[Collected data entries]
---*---
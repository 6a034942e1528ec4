//! The single owner of session, channel and item state.
//!
//! Producers (the websocket task, the snapshot task) only ever post [`EngineEvent`]s to one
//! ordered inbox. The host awaits [`Engine::next_event`] and feeds each event to
//! [`Engine::apply`]; user intents are `&mut self` methods. Nothing else mutates state.

use std::sync::Arc;
use std::time::Duration;

use anyhow::Result;
use tokio::sync::mpsc;

use crate::channel::{
    ChannelEvent, ChannelRequest, ConnectionManager, ConnectionState, Connector, WsConnector,
};
use crate::config::{ClientConfig, EventOrdering};
use crate::items::ItemStore;
use crate::model::Item;
use crate::reconcile::Reconciler;
use crate::remote::RemoteClient;
use crate::session::{AuthState, SessionGate, Theme};
use crate::snapshot::{SnapshotLoader, SnapshotSource};
use crate::store::LocalStore;

mod auth;
mod intents;

#[derive(Debug)]
pub enum EngineEvent {
    Channel { epoch: u64, event: ChannelEvent },
    Snapshot { epoch: u64, items: Vec<Item> },
}

#[derive(Clone, Copy, Debug, PartialEq, Eq)]
pub enum LoadState {
    NotStarted,
    Loading,
    Loaded,
}

/// What the list view should show.
#[derive(Clone, Copy, Debug, PartialEq, Eq)]
pub enum ListStatus {
    Loading,
    LoadedEmpty,
    Loaded(usize),
}

pub struct Engine {
    config: ClientConfig,
    channel_url: String,
    session: SessionGate,
    items: ItemStore,
    load: LoadState,
    /// Item events held back until the snapshot lands (`BufferUntilSnapshot`).
    held: Vec<ChannelEvent>,
    reconciler: Reconciler,
    connection: ConnectionManager,
    snapshots: SnapshotLoader,
    inbox: mpsc::UnboundedReceiver<EngineEvent>,
    inbox_tx: mpsc::UnboundedSender<EngineEvent>,
    remote: Option<RemoteClient>,
    store: Option<LocalStore>,
    last_error: Option<String>,
    /// Bumped whenever the item list changes.
    revision: u64,
}

impl Engine {
    /// Production wiring: HTTP client with cookie jar, websocket transport, on-disk state.
    pub fn new(config: ClientConfig) -> Result<Self> {
        let endpoints = config.endpoints()?;
        let remote = RemoteClient::new(endpoints)?;
        let store = LocalStore::open(&config.state_dir)?;
        let source: Arc<dyn SnapshotSource> = Arc::new(remote.clone());
        Self::assemble(
            config,
            Box::new(WsConnector),
            source,
            Some(remote),
            Some(store),
        )
    }

    /// Wiring with a custom transport and snapshot source, and no HTTP or on-disk state.
    pub fn with_transport(
        config: ClientConfig,
        connector: Box<dyn Connector>,
        source: Arc<dyn SnapshotSource>,
    ) -> Result<Self> {
        Self::assemble(config, connector, source, None, None)
    }

    fn assemble(
        config: ClientConfig,
        connector: Box<dyn Connector>,
        source: Arc<dyn SnapshotSource>,
        remote: Option<RemoteClient>,
        store: Option<LocalStore>,
    ) -> Result<Self> {
        let channel_url = config.endpoints()?.channel_url;
        let (inbox_tx, inbox) = mpsc::unbounded_channel();
        Ok(Self {
            reconciler: Reconciler::new(config.dedupe_created),
            connection: ConnectionManager::new(connector, inbox_tx.clone()),
            snapshots: SnapshotLoader::new(source),
            config,
            channel_url,
            session: SessionGate::new(),
            items: ItemStore::new(),
            load: LoadState::NotStarted,
            held: Vec::new(),
            inbox,
            inbox_tx,
            remote,
            store,
            last_error: None,
            revision: 0,
        })
    }

    /// Reads the persisted theme. Does not touch the network.
    pub fn restore_preferences(&mut self) -> Theme {
        match &self.store {
            Some(store) => self.session.restore_preferences(store),
            None => self.session.theme(),
        }
    }

    pub fn set_theme(&mut self, theme: Theme) -> Result<()> {
        self.session.set_theme(theme);
        if let Some(store) = &self.store {
            store.set_theme(theme)?;
        }
        Ok(())
    }

    // ---- event loop ----

    /// Waits for the next event from the channel or the snapshot task.
    pub async fn next_event(&mut self) -> Option<EngineEvent> {
        self.inbox.recv().await
    }

    pub fn try_next_event(&mut self) -> Option<EngineEvent> {
        self.inbox.try_recv().ok()
    }

    /// Applies events until `done` holds or `limit` elapses. Returns whether `done` held.
    pub async fn pump_until<F>(&mut self, limit: Duration, mut done: F) -> bool
    where
        F: FnMut(&Engine) -> bool,
    {
        if done(self) {
            return true;
        }
        let deadline = tokio::time::Instant::now() + limit;
        loop {
            let next = tokio::time::timeout_at(deadline, self.inbox.recv()).await;
            match next {
                Ok(Some(event)) => {
                    self.apply(event);
                    if done(self) {
                        return true;
                    }
                }
                Ok(None) | Err(_) => return false,
            }
        }
    }

    pub fn apply(&mut self, event: EngineEvent) {
        match event {
            EngineEvent::Channel { epoch, event } => {
                if epoch != self.connection.epoch() {
                    tracing::debug!(epoch, "dropping {} from a closed channel", event.name());
                    return;
                }
                self.on_channel_event(epoch, event);
            }
            EngineEvent::Snapshot { epoch, items } => {
                if epoch != self.connection.epoch() {
                    tracing::debug!(epoch, "dropping snapshot from a closed channel");
                    return;
                }
                self.on_snapshot(items);
            }
        }
    }

    fn on_channel_event(&mut self, epoch: u64, event: ChannelEvent) {
        tracing::debug!(epoch, "<- {}", event.name());
        match event {
            ChannelEvent::Connect => {
                self.connection.on_connected();
                self.session.mark_pending();
                self.load = LoadState::Loading;
                self.snapshots.spawn(epoch, self.inbox_tx.clone());
            }
            ChannelEvent::Disconnect => {
                tracing::info!("channel disconnected; keeping {} items", self.items.len());
                self.connection.on_disconnected();
            }
            ChannelEvent::Authorized => self.mark_authorized(),
            ChannelEvent::Error(msg) => {
                tracing::warn!("channel error: {}", msg);
                self.last_error = Some(msg);
                self.mark_unauthorized();
            }
            item_event => self.on_item_event(item_event),
        }
    }

    fn on_item_event(&mut self, event: ChannelEvent) {
        if self.load == LoadState::Loaded {
            self.reconcile(event);
            return;
        }
        match self.config.ordering {
            EventOrdering::BufferUntilSnapshot => self.held.push(event),
            EventOrdering::DropUntilSnapshot => {
                tracing::debug!("no list yet; dropping {}", event.name());
            }
            EventOrdering::Passthrough => self.reconcile(event),
        }
    }

    fn on_snapshot(&mut self, items: Vec<Item>) {
        self.items.replace_all(items);
        self.load = LoadState::Loaded;
        let held = std::mem::take(&mut self.held);
        if !held.is_empty() {
            tracing::debug!("replaying {} events held during load", held.len());
        }
        for event in held {
            self.reconciler.apply(&mut self.items, event);
        }
        self.revision += 1;
    }

    fn reconcile(&mut self, event: ChannelEvent) {
        if self.reconciler.apply(&mut self.items, event) {
            self.revision += 1;
        }
    }

    // ---- gate ----

    /// The only path that opens the channel: mark the session authorized, then connect if
    /// no channel exists yet.
    pub fn mark_authorized(&mut self) {
        self.session.mark_authorized();
        if !self.session.allows_connect() || self.connection.has_channel() {
            return;
        }
        let cookie = self.remote.as_ref().and_then(|r| r.session_cookie());
        self.connection.open(ChannelRequest {
            url: self.channel_url.clone(),
            cookie,
        });
    }

    /// Back to unauthenticated; any channel is torn down and late events from it ignored.
    pub fn mark_unauthorized(&mut self) {
        self.session.mark_unauthorized();
        self.connection.close();
        self.held.clear();
    }

    // ---- views ----

    pub fn items(&self) -> &ItemStore {
        &self.items
    }

    pub fn active_items(&self) -> Vec<&Item> {
        self.items.active_items()
    }

    pub fn trashed_items(&self) -> Vec<&Item> {
        self.items.trashed_items()
    }

    pub fn revision(&self) -> u64 {
        self.revision
    }

    pub fn load_state(&self) -> LoadState {
        self.load
    }

    pub fn list_status(&self) -> ListStatus {
        match self.load {
            LoadState::NotStarted | LoadState::Loading => ListStatus::Loading,
            LoadState::Loaded => match self.items.active_items().len() {
                0 => ListStatus::LoadedEmpty,
                n => ListStatus::Loaded(n),
            },
        }
    }

    pub fn auth_state(&self) -> AuthState {
        self.session.auth_state()
    }

    pub fn is_authorized(&self) -> bool {
        self.session.is_authorized()
    }

    pub fn theme(&self) -> Theme {
        self.session.theme()
    }

    pub fn connection_state(&self) -> ConnectionState {
        self.connection.state()
    }

    pub fn has_channel(&self) -> bool {
        self.connection.has_channel()
    }

    /// Most recent channel error, if any.
    pub fn last_error(&self) -> Option<&str> {
        self.last_error.as_deref()
    }
}

#[cfg(test)]
#[path = "tests/engine_tests.rs"]
mod tests;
---*---
* [Exercise instructions] Where in the records does the string "endpoints" appear? Copy every line that has it.

* [Result of this exercise]
        let endpoints = config.endpoints()?;
        let remote = RemoteClient::new(endpoints)?;
        let channel_url = config.endpoints()?.channel_url;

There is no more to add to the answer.